People in the United States are not the only ones on earth who have an anxiety about learning another language.  It is a common problem all over the world.  Some of it is due to educational attempts that do not work real well to teach foreign languages.  Some of it is due to a strong nationalism and identity with a mother-language.  Anxiety or fear of learning a foreign language is often called “linguaphobia”.

The real problem develops when linguaphobia develops into a linguacentrism; the idea that one particular language should be the only one spoken.  This is becoming more prevalent in the United States in recent years as a result of the rise in immigration and in particular the rise of Spanish-speaking illegal immigrants.  More and more, one hears the angry declaration, “They live in America now.  They should speak English!”  As if, somehow crossing a boarder grants one the magical and immediate power to learn a foreign language.
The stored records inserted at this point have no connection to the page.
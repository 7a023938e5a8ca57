// Copyright © greedhall 2024-present
//
// Licensed under the Apache License, Version 2.0 (the "License");
// you may not use this file except in compliance with the License.
// You may obtain a copy of the License at
//
//   https://www.apache.org/licenses/LICENSE-2.0
//
// Unless required by applicable law or agreed to in writing, software
// distributed under the License is distributed on an "AS IS" BASIS,
// WITHOUT WARRANTIES OR CONDITIONS OF ANY KIND, either express or implied.
// See the License for the specific language governing permissions and
// limitations under the License.

use std::time::Duration;

use data::actions::game_action::GameAction;
use data::core::dice::DICE_PER_TURN;
use data::game_states::game_state::GameState;
use data::game_states::turn_state::TurnPhase;
use data::player_states::player_state::AiStrategy;
use rand::Rng;
use rules::legality::legal_actions;
use rules::scoring::evaluate::evaluate;
use tracing::debug;
use utils::fail;
use utils::outcome::{GameError, Outcome};

use crate::strategies::{aggressive, balanced, chaos, conservative, DecideContext, Decision,
    StealChoice};

/// How long the AI pretends to think before each step.
///
/// The orchestrator sleeps this long before asking for a move, so a bot's
/// turn reads like a person's.
pub fn thinking_delay(rng: &mut impl Rng) -> Duration {
    Duration::from_millis(rng.gen_range(1000..=1500))
}

/// Select a game action for the current player in the given [GameState].
///
/// Pure: the same state and strategy always produce the same action, except
/// for [AiStrategy::Chaos], which draws from the supplied rng. Strategy
/// preferences are clamped to legality: a bot never banks through the entry
/// gate and always rerolls a freshly refreshed hot hand.
pub fn select(
    game: &GameState,
    strategy: AiStrategy,
    rng: &mut impl Rng,
) -> Outcome<GameAction> {
    let turn = &game.turn;
    let action = match turn.phase {
        TurnPhase::Rolling => GameAction::Roll,
        TurnPhase::Keeping => {
            let Some(roll) = &turn.current_roll else {
                fail!(GameError::BadRequest("keeping phase with no roll".to_string()));
            };
            // The locally optimal keep: everything the roll's evaluation
            // consumes.
            GameAction::Keep { dice: evaluate(roll).consumed }
        }
        TurnPhase::StealRequired => match steal_choice(game, strategy, rng) {
            StealChoice::Attempt => GameAction::Roll,
            StealChoice::Decline => GameAction::DeclineCarryover,
        },
        TurnPhase::Deciding => deciding_action(game, strategy, rng),
        TurnPhase::Ended => {
            fail!(GameError::BadRequest("no legal actions in an ended turn".to_string()))
        }
    };
    debug!(?strategy, phase = ?turn.phase, action = ?action.kind(), "AI selected action");
    Ok(action)
}

fn deciding_action(game: &GameState, strategy: AiStrategy, rng: &mut impl Rng) -> GameAction {
    let turn = &game.turn;
    // Hot dice: five fresh dice and points on the table always roll.
    if turn.dice_remaining == DICE_PER_TURN && turn.turn_score > 0 {
        return GameAction::Roll;
    }

    let ctx = context(game);
    let decision = match strategy {
        AiStrategy::Conservative => conservative::decide(&ctx),
        AiStrategy::Balanced => balanced::decide(&ctx),
        AiStrategy::Aggressive => aggressive::decide(&ctx),
        AiStrategy::Chaos => chaos::decide(&ctx, rng),
    };
    match decision {
        Decision::Bank if legal_actions::can_bank(game) => GameAction::Bank,
        _ => GameAction::Roll,
    }
}

fn steal_choice(game: &GameState, strategy: AiStrategy, rng: &mut impl Rng) -> StealChoice {
    let pot = game.turn.carryover_points;
    let dice = game.turn.dice_remaining;
    match strategy {
        AiStrategy::Conservative => conservative::steal(pot, dice),
        AiStrategy::Balanced => balanced::steal(pot, dice),
        AiStrategy::Aggressive => aggressive::steal(pot, dice),
        AiStrategy::Chaos => chaos::steal(pot, dice, rng),
    }
}

fn context(game: &GameState) -> DecideContext {
    let turn = &game.turn;
    let player = game.current_player();
    DecideContext {
        turn_score: turn.turn_score,
        own_score: turn.own_score(),
        dice_remaining: turn.dice_remaining,
        is_on_board: player.is_on_board,
        entry_threshold: game.entry_threshold,
        target_score: game.target_score,
        player_score: player.score,
    }
}

#[cfg(test)]
mod tests {
    use data::core::dice::Hand;
    use data::core::primitives::UserId;
    use data::player_states::player_state::AiStrategy;
    use data::rooms::room::{RoomMember, RoomSettings};
    use enum_iterator::all;
    use rand::SeedableRng;
    use rand_xoshiro::Xoshiro256StarStar;
    use rules::action_handlers::turn_actions;
    use rules::action_handlers::turn_actions::apply_roll;

    use super::*;

    fn hand(values: &[u8]) -> Hand {
        Hand::try_from_values(values).unwrap()
    }

    fn game() -> GameState {
        let members: Vec<_> = ["a", "b"]
            .iter()
            .map(|name| RoomMember {
                user_id: UserId::generate(),
                name: name.to_string(),
                is_ai: true,
                ai_strategy: AiStrategy::Balanced,
                connected: false,
                joined_at: 0,
            })
            .collect();
        rules::new_game::create(&members, &RoomSettings::default(), Some(3))
    }

    #[test]
    fn hot_dice_always_roll() {
        for strategy in all::<AiStrategy>() {
            let mut game = game();
            let mut rng = Xoshiro256StarStar::seed_from_u64(1);
            apply_roll(&mut game, hand(&[1, 1, 1, 5, 5])).unwrap();
            turn_actions::execute(&mut game, GameAction::Keep { dice: hand(&[1, 1, 1, 5, 5]) })
                .unwrap();
            assert_eq!(game.turn.dice_remaining, DICE_PER_TURN);
            let action = select(&game, strategy, &mut rng).unwrap();
            assert_eq!(action, GameAction::Roll, "{strategy:?} must reroll hot dice");
        }
    }

    #[test]
    fn never_banks_below_the_entry_threshold() {
        for strategy in all::<AiStrategy>() {
            let mut game = game();
            let mut rng = Xoshiro256StarStar::seed_from_u64(2);
            apply_roll(&mut game, hand(&[1, 3, 3, 4, 6])).unwrap();
            turn_actions::execute(&mut game, GameAction::Keep { dice: hand(&[1]) }).unwrap();
            assert!(game.turn.own_score() < game.entry_threshold);
            // Run chaos a few times; it must still never pick Bank here.
            for _ in 0..16 {
                let action = select(&game, strategy, &mut rng).unwrap();
                assert_eq!(action, GameAction::Roll, "{strategy:?} banked through the gate");
            }
        }
    }

    #[test]
    fn keeping_takes_the_full_consumed_set() {
        let mut game = game();
        let mut rng = Xoshiro256StarStar::seed_from_u64(3);
        apply_roll(&mut game, hand(&[1, 1, 5, 3, 2])).unwrap();
        let action = select(&game, AiStrategy::Balanced, &mut rng).unwrap();
        assert_eq!(action, GameAction::Keep { dice: hand(&[1, 1, 5]) });
    }

    #[test]
    fn selection_is_always_legal() {
        for strategy in all::<AiStrategy>() {
            let mut game = game();
            let mut rng = Xoshiro256StarStar::seed_from_u64(9);
            // Drive a few full turns with the engine generating dice.
            for _ in 0..200 {
                if game.is_game_over {
                    break;
                }
                if game.turn.is_ended() {
                    rules::action_handlers::end_turn::execute(&mut game).unwrap();
                    continue;
                }
                let action = select(&game, strategy, &mut rng).unwrap();
                assert!(
                    legal_actions::can_take_action(&game, &action),
                    "{strategy:?} chose illegal {action:?}"
                );
                turn_actions::execute(&mut game, action).unwrap();
            }
        }
    }

    #[test]
    fn conservative_banks_modest_piles_once_on_board() {
        let ctx = DecideContext {
            turn_score: 350,
            own_score: 350,
            dice_remaining: 2,
            is_on_board: true,
            entry_threshold: 650,
            target_score: 10_000,
            player_score: 2000,
        };
        assert_eq!(crate::strategies::conservative::decide(&ctx), Decision::Bank);
    }

    #[test]
    fn aggressive_holds_out_for_big_turns() {
        let mut ctx = DecideContext {
            turn_score: 1000,
            own_score: 1000,
            dice_remaining: 4,
            is_on_board: true,
            entry_threshold: 650,
            target_score: 10_000,
            player_score: 0,
        };
        assert_eq!(crate::strategies::aggressive::decide(&ctx), Decision::Roll);
        ctx.turn_score = 3500;
        assert_eq!(crate::strategies::aggressive::decide(&ctx), Decision::Bank);
        ctx.turn_score = 2000;
        ctx.dice_remaining = 2;
        assert_eq!(crate::strategies::aggressive::decide(&ctx), Decision::Bank);
    }

    #[test]
    fn balanced_secures_entry_unless_hand_is_rich() {
        let mut ctx = DecideContext {
            turn_score: 700,
            own_score: 700,
            dice_remaining: 2,
            is_on_board: false,
            entry_threshold: 650,
            target_score: 10_000,
            player_score: 0,
        };
        assert_eq!(crate::strategies::balanced::decide(&ctx), Decision::Bank);
        // Barely over with a rich hand keeps rolling.
        ctx.dice_remaining = 4;
        assert_eq!(crate::strategies::balanced::decide(&ctx), Decision::Roll);
        ctx.turn_score = 900;
        ctx.own_score = 900;
        assert_eq!(crate::strategies::balanced::decide(&ctx), Decision::Bank);
    }

    #[test]
    fn steal_choices_follow_strategy_appetite() {
        use crate::strategies::StealChoice;
        assert_eq!(
            crate::strategies::conservative::steal(100, 5),
            StealChoice::Decline
        );
        assert_eq!(
            crate::strategies::conservative::steal(400, 5),
            StealChoice::Attempt
        );
        assert_eq!(crate::strategies::balanced::steal(100, 5), StealChoice::Attempt);
        assert_eq!(crate::strategies::aggressive::steal(50, 5), StealChoice::Attempt);
    }
}
// Copyright © greedhall 2024-present
//
// Licensed under the Apache License, Version 2.0 (the "License");
// you may not use this file except in compliance with the License.
// You may obtain a copy of the License at
//
//   https://www.apache.org/licenses/LICENSE-2.0
//
// Unless required by applicable law or agreed to in writing, software
// distributed under the License is distributed on an "AS IS" BASIS,
// WITHOUT WARRANTIES OR CONDITIONS OF ANY KIND, either express or implied.
// See the License for the specific language governing permissions and
// limitations under the License.

use data::core::numerics::Points;
use rules::queries::odds;

use crate::strategies::{DecideContext, Decision, StealChoice};

/// Banks early and often. Off the board it banks the moment entry is
/// secured; on the board it banks anything worth 300 or more, unless the
/// pile has grown risky enough that handing it to the table as a pot looks
/// worse than pressing on with good odds.
pub fn decide(ctx: &DecideContext) -> Decision {
    if !ctx.is_on_board {
        return if ctx.own_score >= ctx.entry_threshold { Decision::Bank } else { Decision::Roll };
    }
    // Crossing the target triggers the final round; always take it.
    if ctx.player_score + ctx.turn_score >= ctx.target_score {
        return Decision::Bank;
    }
    if ctx.turn_score < 300 {
        return Decision::Roll;
    }
    let risk = (ctx.turn_score as f64 / 1000.0).min(1.0);
    let bust = odds::bust_probability(ctx.dice_remaining);
    if risk > 0.6 && ctx.dice_remaining > 2 && bust < 0.35 {
        Decision::Roll
    } else {
        Decision::Bank
    }
}

/// Declines pots too small to be worth chasing.
pub fn steal(pot: Points, dice_remaining: u8) -> StealChoice {
    let expected_gain = odds::steal_success_probability(dice_remaining) * pot as f64;
    if expected_gain >= 150.0 {
        StealChoice::Attempt
    } else {
        StealChoice::Decline
    }
}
The cultural tension becomes greater when xenoglossophobia develops among the mother-language speakers – English, in the case of the United States.  This is the fear of foreign language speakers.  It can also be called xenophobia; the fear or dislike of people different than your self.  I believe this is a growing problem in the United States.  It is a problem created more from “group-think” than any actual threat.

The fact of the matter is that the United States has always been an nation of immigrants.  As such, it has always contained within its borders people who speak many different languages.  Early on, it began mainly with European languages – German, French, Dutch, Italian, Russian, Swedish, Norwegian, and Danish among many others.  This explain the complexity of the American English language.  It is a compound of many additional foreign words!

Another fact that is often overlooked today is that English language acquisition has often taken immigrants a generation or two to assimilate so that it is no longer a foreign or second language to them.  In the Midwest for example, many community churches retained their ethnic language identities in German and Scandinavian languages up until a few decades ago!  There are still a few who use the original mother-tongue language occasional in their church services.

Indian Heaven Wilderness Stream, Summer 2002

Indian Heaven Wilderness Stream, Summer 2002 ©Weatherstone/Ron Almberg, Jr. (2010)

My Swedish grandfather came from Sweden as a child, struggled to learn English, but still retained and spoke Swedish until his death.  It was not until his children came along that English was the mother-tongue language.  As his grandchild, I know and understand no Swedish.  I suspect that for recent immigrants – legal or illegal – to the United States it will take the same amount of time.  Our own experience as immigrants should make us more tolerant and patient with new arrivals to this land of opportunity.

It is particularly shameful for those within the Church to be intolerant or xenophobic.  Since the Great Commission compels us to be witnesses to every ethnic group on earth, they should see this as a golden opportunity.  Instead of needing to go to foreign lands to the people of the world, the people of the world are coming to our communities and neighborhoods!  This saves the Church thousands of dollars in sending missionaries overseas.  Now the mission field is settling around us in small ethnic conclaves that can be easily reached by many Christians and churches.

The final picture of the Bride of Christ – the Church – we have in The Book of the Revelation of Jesus Christ should also motivate us to welcome and embrace people of different cultures and languages.  The vision presented to us (7:9) is a multi-ethnic, multi-language celebration gathered around the Lamb’s throne.  They will be singing and dancing – each according to their cultural and language – to the words, “Salvation belongs to our God, who sits on the throne and to the Lamb!” (7:10).  I really do not think that at that glorious and holy moment some xenophobe American is going to yell out, “Hey, speak English!”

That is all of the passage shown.